[Collected data]
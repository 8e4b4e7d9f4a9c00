//! # kiro-gateway
//!
//! Wire protocol translation and upstream client for the Kiro API (Amazon Q
//! / AWS CodeWhisperer): Anthropic Messages API request/response
//! translation, AWS event-stream framing, and the two upstream token-refresh
//! endpoints.
//!
//! This crate is deliberately credential-agnostic. It has no notion of a
//! credential pool, token store, or selector - those live in the proxy
//! binary that owns this crate, alongside the account(s) actually being
//! proxied. Call [`client::send_messages`]/[`client::send_messages_stream`]
//! with a [`client::CallContext`] borrowing whichever access token the
//! caller has already chosen.
//!
//! ## Quick Start
//!
//! ```rust,no_run
//! use kiro_gateway::api::messages::MessagesRequestBuilder;
//! use kiro_gateway::client::{self, CallContext};
//! use kiro_gateway::convert::ModelResolver;
//! use kiro_gateway::transport::http::KiroHttpClient;
//!
//! #[tokio::main]
//! async fn main() -> kiro_gateway::Result<()> {
//!     let http = KiroHttpClient::new();
//!     let model_resolver = ModelResolver::new()?;
//!
//!     let request = MessagesRequestBuilder::new()
//!         .model("claude-sonnet-4.5")
//!         .max_tokens(1024)
//!         .user_message("Hello, Claude!")
//!         .build();
//!
//!     let ctx = CallContext {
//!         access_token: "...",
//!         fingerprint: "...",
//!         region: "us-east-1",
//!         profile_arn: None,
//!     };
//!
//!     let response = client::send_messages(&http, &model_resolver, &ctx, &request).await?;
//!     println!("{}", response.text());
//!     Ok(())
//! }
//! ```

pub mod api;
pub mod auth;
pub mod client;
pub mod config;
pub mod convert;
pub mod error;
pub mod models;
pub mod transport;

// Re-exports for ergonomic usage
pub use error::{Error, Result};
pub use models::request::{
    ContentBlock, Message, MessageContent, MessagesRequest, Role, SystemPrompt, ThinkingConfig,
    Tool, ToolChoice,
};
pub use models::response::{MessagesResponse, ResponseContentBlock, StopReason, Usage};
pub use models::stream::{ContentDelta, MessageDelta, StreamEvent};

• TASK INSTRUCTIONS:
In the records above, find every line containing the word "translation" and show it.

• WRITTEN ANSWER:
//! Wire protocol translation and upstream client for the Kiro API (Amazon Q
//! translation, AWS event-stream framing, and the two upstream token-refresh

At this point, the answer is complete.